Un rapport sexuel, c'est aussi une rencontre avec l'autre, qui est si différent de moi. C'est découvrir également son corps à lui, sa sensualité, c'est aussi se montrer à l'autre. Une relation sexuelle, c'est s'écouter, écouter l'autre, se faire entendre, se donner, prendre et recevoir et tout ça dans la spontanéité de l'instant ! C'est un équilibre très délicat qui se construira avec l'expérience, là aussi il faut se donner le temps de grandir. S'offrir cela est à mes yeux beaucoup plus précieux que tous les conseils qu'on pourra prodiguer.



Quelles leçons tirez-vous de votre expérience professionnelle et de toutes vos rencontres avec les jeunes et leurs parents ?

Souvent la peur des parents les poussent à trop en faire et à précipiter le problème au lieu d'aider à le résorber..

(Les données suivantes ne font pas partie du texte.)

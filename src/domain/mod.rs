//! Domain types for the oprelay engine.
//!
//! This module contains the core data structures:
//! - State: operation ids, arguments/answers and run modes
//! - Events: lifecycle notifications raised by running operations
//! - Error: the error taxonomy shared by the engine and the registry

pub mod error;
pub mod events;
pub mod state;

// Re-export commonly used types
pub use error::{Reason, RegistryError, RelayError, UserFacing};
pub use events::{LifecycleEvent, LifecycleKind};
pub use state::{Mode, OperationId, Payload, State};
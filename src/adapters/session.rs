//! Connection accessor.
//!
//! The engine treats the current connection as read-mostly configuration:
//! operations read it, only the caller that owns the run replaces it.

use std::sync::{PoisonError, RwLock};

use serde::{Deserialize, Serialize};

/// Target org/session an operation tree works against
#[derive(Debug, Clone, PartialEq, Eq, Serialize, Deserialize)]
pub struct Connection {
    /// Short name the connection is known by
    pub alias: String,

    /// Base URL of the instance
    #[serde(default)]
    pub instance_url: Option<String>,

    /// API version requested for calls made by operations
    #[serde(default)]
    pub api_version: Option<String>,
}

impl Connection {
    pub fn new(alias: impl Into<String>) -> Self {
        Self {
            alias: alias.into(),
            instance_url: None,
            api_version: None,
        }
    }
}

/// Get-current / set-current accessor over the active connection
#[derive(Debug, Default)]
pub struct ConnectionProvider {
    current: RwLock<Option<Connection>>,
}

impl ConnectionProvider {
    pub fn new(initial: Option<Connection>) -> Self {
        Self {
            current: RwLock::new(initial),
        }
    }

    /// Snapshot of the active connection
    pub fn current(&self) -> Option<Connection> {
        self.current
            .read()
            .unwrap_or_else(PoisonError::into_inner)
            .clone()
    }

    /// Replace the active connection, returning the previous one
    pub fn set_current(&self, connection: Option<Connection>) -> Option<Connection> {
        let mut current = self.current.write().unwrap_or_else(PoisonError::into_inner);
        std::mem::replace(&mut *current, connection)
    }
}
impl ReferenceRegistry {
    pub fn new() -> Self {
        Self::with_default_prefix(DEFAULT_PREFIX)
    }

    /// Use a different prefix for literal payloads registered without one
    pub fn with_default_prefix(prefix: impl Into<String>) -> Self {
        Self {
            store: Mutex::new(RegistryStore::default()),
            default_prefix: prefix.into(),
        }
    }

    fn lock(&self) -> MutexGuard<'_, RegistryStore> {
        self.store.lock().unwrap_or_else(PoisonError::into_inner)
    }

    /// Register an owner in a generated bucket and return `<prefix>_<n>`.
    pub fn register(&self, owner: Owner, options: RegisterOptions) -> Result<String, RegistryError> {
        let prefix = options
            .prefix
            .unwrap_or_else(|| self.default_prefix.clone());
        if prefix.is_empty() {
            return Err(RegistryError::EmptyPrefix);
        }

        let mut store = self.lock();
        if let Some(key) = options.replacing.as_deref() {
            Self::replace(&mut store, key);
        }
        let id = store.insert_generated(&prefix, &owner)?;
        debug!(%id, "Registered generated reference");
        Ok(id)
    }

    /// Register an owner under a caller-chosen key, returned verbatim.
    pub fn register_custom(
        &self,
        owner: Owner,
        key: &str,
        replacing: Option<&str>,
    ) -> Result<String, RegistryError> {
        validate_custom_key(key)?;

        let mut store = self.lock();
        if store.custom.contains_key(key) && replacing != Some(key) {
            return Err(RegistryError::DuplicateKey(key.to_string()));
        }
        if let Some(old) = replacing {
            Self::replace(&mut store, old);
        }
        store.insert_custom(key, &owner)?;
        debug!(id = key, "Registered custom reference");
        Ok(key.to_string())
    }

    fn replace(store: &mut RegistryStore, key: &str) {
        if store.remove(key).is_none() {
            debug!(key, "Replaced reference was not registered");
        }
    }

    /// Fill every entry owned by an operation; returns how many were filled
    pub fn fill(&self, owner: OperationId, payload: &Payload) -> usize {
        self.lock().fill(owner, payload)
    }

    pub fn resolve(&self, id: &str) -> Option<Payload> {
        self.lock().get(id).and_then(|entry| entry.payload.clone())
    }

    /// Ids whose payload has not arrived yet
    pub fn pending(&self) -> Vec<String> {
        self.lock()
            .entries()
            .filter(|entry| !entry.is_resolved())
            .map(|entry| entry.id.clone())
            .collect()
    }

    pub fn snapshot(&self) -> RegistrySnapshot {
        RegistrySnapshot(Arc::new(self.lock().clone()))
    }

    /// Read-only snapshot by default; `read_only = false` hands out the live store.
    ///
    /// A live view holds the registry lock. Drop it before the next `.await`:
    /// every operation that emits `done` needs the same lock to fill its
    /// entries, so a live view held across a suspension point stalls the run.
    /// Prefer `update` for short edits.
    pub fn view(&self, read_only: bool) -> RegistryView<'_> {
        if read_only {
            RegistryView::Snapshot(self.snapshot())
        } else {
            RegistryView::Live(self.lock())
        }
    }

    /// Edit the live store; the lock is released when `edit` returns
    pub fn update<R>(&self, edit: impl FnOnce(&mut RegistryStore) -> R) -> R {
        edit(&mut self.lock())
    }

    pub fn serialize(&self) -> SerializedTree {
        let store = self.lock();
        SerializedTree {
            records: store
                .entries()
                .map(|entry| SerializedRecord {
                    reference_id: entry.id.clone(),
                    payload: entry.payload.clone(),
                })
                .collect(),
        }
    }

    /// Replace the whole registry with the contents of a serialized tree.
    ///
    /// Ids keep their original value; generated counters resume after the
    /// highest counter seen per prefix. On error the registry is unchanged.
    pub fn parse(&self, tree: &SerializedTree) -> Result<(), RegistryError> {
        let mut fresh = RegistryStore::default();

        for record in &tree.records {
            let id = record.reference_id.as_str();
            let mut entry = ReferenceEntry {
                id: id.to_string(),
                payload: record.payload.clone(),
                bucket: Bucket::Custom,
                owner: None,
            };

            match classify(id) {
                IdShape::Generated { prefix, counter } => {
                    entry.bucket = Bucket::Generated(prefix.to_string());
                    let bucket = fresh.generated.entry(prefix.to_string()).or_default();
                    if bucket.entries.insert(counter, entry).is_some() {
                        return Err(RegistryError::DuplicateId(id.to_string()));
                    }
                    let next = counter
                        .checked_add(1)
                        .ok_or_else(|| RegistryError::CounterExhausted(prefix.to_string()))?;
                    bucket.next = bucket.next.max(next);
                }
                IdShape::Custom => {
                    validate_custom_key(id)?;
                    if fresh.custom.insert(id.to_string(), entry).is_some() {
                        return Err(RegistryError::DuplicateId(id.to_string()));
                    }
                }
            }
        }

        let mut store = self.lock();
        if !store.is_empty() {
            warn!(replaced = store.len(), "Parsing replaces existing references");
        }
        *store = fresh;
        Ok(())
    }
}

Les ados cherchent à grandir mais en oubliant de montrer à leur parents comment ils sont en train de grandir.

Tout ceci crée un décalage qui peut parfois prendre des proportions dramatiques.

Il faut savoir changer de regard et d'attitude envers ceux que l'on connaît : un ado n'est plus un enfant et doit être traité différemment, le parent d'un ado a besoin d'être aidé par son ado et c'est nouveau.

Et dans toute cette pagaille, il ne faut jamais oublier que l'autre nous aime, quoi qu'il soit en train de faire !



Que souhaiteriez-vous pour améliorer la vie des adolescents dans notre société ?

Je souhaiterais pour eux une société qui permettrait à chacun de faire ses preuves et non pas de se faire juger sur sa capacité à passer des diplômes, une société où la valeur d'un homme n'est pas basée sur situation professionnelle

Plus de liberté et les pousser à l'initiative, leur montrer des façons optimistes plutôt que des problèmes, de la confiance, une école qui sort de la toute puissance.



Un cri du cœur, une suggestion, une citation …

Et pourquoi pas les trois ?

  • Soyez heureux et donnez l'exemple !

  • Prenez votre vie en main et ne laissez rien ni personne briser vos rêves, agissez en douceur mais ne perdez pas le cap, persistez, recommencez de façon différente si ça n'a pas marché mais accrochez-vous, faites du mieux possible, tout en prenant soin de vous, donnez-vous une vie dont vous pouvez être fier ! Tendez la main aux autres, mais n'essayez-pas de les sauver.

Et puis si ça ne marche vraiment pas, fixez-vous un nouvel objectif et recommencez, donnez-vous d'une autre façon, une vie dont vous pouvez être fier.

  • St Exupéry disait : « Il faut d'abord rêver sa vie, puis vivre ses rêves ».